Allan Arthur Willman (variant spellings Alan & Wilman; né Allan Arthur Simpkins; 11 May 1909 Hinckley, Illinois 7 May 1989 Cheyenne, Wyoming) was an American classical pianist, composer, music pedagog at the collegiate level, and longtime chairman of the Department of Music at the University of Wyoming. Willman was a vanguard creator and influential exponent of twentieth-century contemporary music. As chairman of the music department at the University of Wyoming, he is credited with rapidly expanding music arts within the institution. He led the development of a more comprehensive Music Department for aspiring academicians and professionals in performance, composition, education, and musicology. Between 1940 and 1950, enrollment in the Music Department quadrupled. Willman was founder of the Wyoming Music Teachers Association; and—with Wyoming businessman and composer George William Hufsmith, Jr. (1924–2002), and Casper conductor Ernest Gilbert Hagen (1913–2000)—Willman was co-founder of the Grand Teton Music Festival in 1962.

== Career ==

=== Early life ===
Born in Hinckley, Illinois, Willman grew up in Abingdon.

=== Higher education ===
Willman earned a Bachelor of Music degree from Knox College Conservatory of Music in 1928 (age 19) under his original name, Allan Arthur Simpkins. He went on to earn a Master of Music degree from Chicago Musical College in 1930, where he studied with Maurice Aronson (1869–1946), Alexander Raab, and Lillian Powers (1886–1973), who was an associate teacher with Raab and a former pupil of Theodor Leschetizky and Giuseppe Ferrata (1865–1928), who in turn was a certified pupil of Franz Liszt. Willman then studied in Paris with Nadia Boulanger and Thomas de Hartmann. Willman had been recommended to Boulanger by Paderewski. After World War II, while serving as Chairman of the Department of Music at Wyoming, Willman took leave during the 1947–48 school year to study in Lausanne and Paris—Robert R. Becker (1909–1997), a virtuoso violinist and violist who began teaching at Wyoming in 1941, served as Acting Chairman during Willman's sabbatical.

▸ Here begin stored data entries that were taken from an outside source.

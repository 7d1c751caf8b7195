//! [`Engine`] – wires every component together and drives them per frame.
//!
//! ```text
//!  camera ──TrackingBatch──▶ MarkerTrackingCoordinator ──resolve──▶ ContentResolver ──▶ DocumentStore
//!                                   ▲ spawning gate
//!                            AppModeCoordinator
//!                                   ▼ steering gate
//!  GPS/compass ──▶ LocationTracker ──▶ NavigationSteering ──▶ SteeringOutput
//! ```
//!
//! The host calls [`Engine::handle_tracking_batch`] whenever the camera
//! reports marker changes and [`Engine::tick`] once per frame.

use std::sync::Arc;

use serde::{Deserialize, Serialize};
use tokio::runtime::Handle;
use tracing::{info, instrument, warn};
use waymark_content::{CatalogEntry, ContentResolver, DocumentStore, ResolverConfig};
use waymark_navigation::{NavigationSteering, SteeringConfig, SteeringOutput};
use waymark_sensors::{LocationConfig, LocationProvider, LocationTracker, TrackerState};
use waymark_tracking::{
    CoordinatorConfig, MarkerTrackingCoordinator, OverlayFactory, SessionView, TrackingBatch,
};
use waymark_types::{AppMode, ContentRecord, Destination, DeviceFix, Pose, WaymarkError};

use crate::mode::AppModeCoordinator;

// ─────────────────────────────────────────────────────────────────────────────
// Configuration
// ─────────────────────────────────────────────────────────────────────────────

/// Configuration of every engine component.
#[derive(Debug, Clone, Default, PartialEq, Serialize, Deserialize)]
#[serde(default)]
pub struct EngineConfig {
    pub location: LocationConfig,
    pub content: ResolverConfig,
    pub tracking: CoordinatorConfig,
    pub steering: SteeringConfig,
}

// ─────────────────────────────────────────────────────────────────────────────
// Reports
// ─────────────────────────────────────────────────────────────────────────────

/// Result of one [`Engine::tick`].
#[derive(Debug, Clone, PartialEq, Serialize)]
pub struct FrameReport {
    pub mode: AppMode,
    pub steering: SteeringOutput,
    /// Marker resolutions applied to live sessions during this frame.
    pub applied_resolutions: usize,
}

/// Snapshot for status panels and diagnostics.
#[derive(Debug, Clone, PartialEq, Serialize)]
pub struct SystemStatus {
    pub mode: AppMode,
    pub location_state: TrackerState,
    pub fix: Option<DeviceFix>,
    pub sensor_error: Option<String>,
    pub spawning_enabled: bool,
    pub session_count: usize,
    pub pending_resolutions: usize,
    pub cached_records: usize,
    pub destination: Option<Destination>,
}

// ─────────────────────────────────────────────────────────────────────────────
// Engine
// ─────────────────────────────────────────────────────────────────────────────

pub struct Engine {
    tracker: Arc<LocationTracker>,
    resolver: Arc<ContentResolver>,
    modes: AppModeCoordinator<MarkerTrackingCoordinator, NavigationSteering>,
}

impl Engine {
    /// Build the engine.  Marker resolutions are spawned onto `runtime`.
    pub fn new(
        config: EngineConfig,
        provider: Arc<dyn LocationProvider>,
        store: Arc<dyn DocumentStore>,
        overlays: Box<dyn OverlayFactory>,
        runtime: Handle,
    ) -> Self {
        let tracker = Arc::new(LocationTracker::new(provider, config.location));
        let resolver = Arc::new(ContentResolver::new(store, config.content));
        let markers = MarkerTrackingCoordinator::new(
            Arc::clone(&resolver),
            overlays,
            config.tracking,
            runtime,
        );
        let steering = NavigationSteering::new(Arc::clone(&tracker), config.steering);

        Self {
            tracker,
            resolver,
            modes: AppModeCoordinator::new(markers, steering),
        }
    }

    /// Start GPS and compass.  Failure leaves the engine usable: marker
    /// tracking keeps working and navigation reports sensors unavailable.
    pub async fn start_location(&self) -> Result<(), WaymarkError> {
        self.tracker.start().await
    }

    pub fn handle_tracking_batch(&mut self, batch: TrackingBatch) {
        self.modes.markers_mut().handle_batch(batch);
    }

    /// Advance one frame: ingest sensors, apply finished resolutions, steer.
    pub fn tick(&mut self, dt: f64, camera: Pose) -> FrameReport {
        self.tracker.poll();
        let applied_resolutions = self.modes.markers_mut().apply_completions();
        let steering = self.modes.navigation_mut().tick(dt, camera);
        FrameReport {
            mode: self.modes.mode(),
            steering,
            applied_resolutions,
        }
    }

    /// Wait until every started marker resolution has been applied or
    /// dropped.  Returns how many were applied.
    pub async fn settle_resolutions(&mut self) -> usize {
        let markers = self.modes.markers_mut();
        let mut applied = 0;
        while markers.pending_resolutions() > 0 {
            if markers.apply_next_completion().await {
                applied += 1;
            }
        }
        applied
    }

    /// Resolve `doc_id` and navigate to it.
    ///
    /// # Errors
    ///
    /// [`WaymarkError::InvalidInvocation`] when `doc_id` is empty or the
    /// resolved record has no coordinates (including every fallback record).
    #[instrument(skip(self))]
    pub async fn navigate_to(&mut self, doc_id: &str) -> Result<Destination, WaymarkError> {
        if doc_id.is_empty() {
            return Err(WaymarkError::InvalidInvocation(
                "navigate_to needs a document id".into(),
            ));
        }
        let record = self.resolver.resolve(doc_id).await;
        if !record.has_coordinates() {
            warn!(doc_id, title = %record.title, "destination has no coordinates");
            return Err(WaymarkError::InvalidInvocation(format!(
                "'{}' ({doc_id}) has no coordinates",
                record.title
            )));
        }
        let destination = Destination::from(&record);
        self.modes.start_navigation(Some(destination.clone()));
        Ok(destination)
    }

    pub fn start_navigation(&mut self, destination: Option<Destination>) -> bool {
        self.modes.start_navigation(destination)
    }

    pub fn cancel_navigation(&mut self) {
        self.modes.cancel_navigation();
    }

    pub fn toggle_mode(&mut self) -> AppMode {
        self.modes.toggle_mode()
    }

    pub fn mode(&self) -> AppMode {
        self.modes.mode()
    }

    pub async fn destinations(&self) -> Vec<CatalogEntry> {
        self.resolver.list_destinations().await
    }

    pub async fn resolve(&self, id: &str) -> ContentRecord {
        self.resolver.resolve(id).await
    }

    pub fn clear_cache(&self) {
        self.resolver.clear_cache();
    }

    pub fn sessions(&self) -> Vec<SessionView> {
        self.modes.markers().sessions()
    }

    pub fn tracker(&self) -> &Arc<LocationTracker> {
        &self.tracker
    }

    pub fn status(&self) -> SystemStatus {
        let markers = self.modes.markers();
        let steering = self.modes.navigation();
        SystemStatus {
            mode: self.modes.mode(),
            location_state: self.tracker.state(),
            fix: self.tracker.fix(),
            sensor_error: steering
                .last_sensor_error()
                .map(str::to_string)
                .or_else(|| self.tracker.last_error()),
            spawning_enabled: markers.is_spawning_enabled(),
            session_count: markers.session_count(),
            pending_resolutions: markers.pending_resolutions(),
            cached_records: self.resolver.cached_count(),
            destination: steering.destination().cloned(),
        }
    }

    /// Return to marker tracking, drop every overlay and stop the sensors.
    pub fn shutdown(&mut self) {
        self.modes.markers_mut().clear();
        self.modes.cancel_navigation();
        self.tracker.teardown();
        info!("engine shut down");
    }
}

=== Performance career ===
As a concert pianist, Willman performed throughout the United States and in Europe. During the summer of 1953, Willman made a European concert tour with Rudolf Kolisch, artist-in-residence at the University of Wyoming and leader of the Pro Arte Quartet They performed in cities that included Vienna and Berlin and over numerous radio networks. In particular, they performed Arnold Schoenberg's "Fantasie for Violin and Piano," Op. 47, composed in 1949 and published by Edition Peters in 1952. They also performed works of Ernst Krenek, Edward Kilenyi, Beethoven, Schubert, and Kolisch.

Kolisch was Arnold Schoenberg's pupil and brother-in-law by way of his sister, Gertrud. Kolisch and Willman performed four times at the Arnold Schoenberg Chamber Music Festival sponsored by the International Summer School for New Music at Darmstadt and Frankfurt, July 16–30, 1952.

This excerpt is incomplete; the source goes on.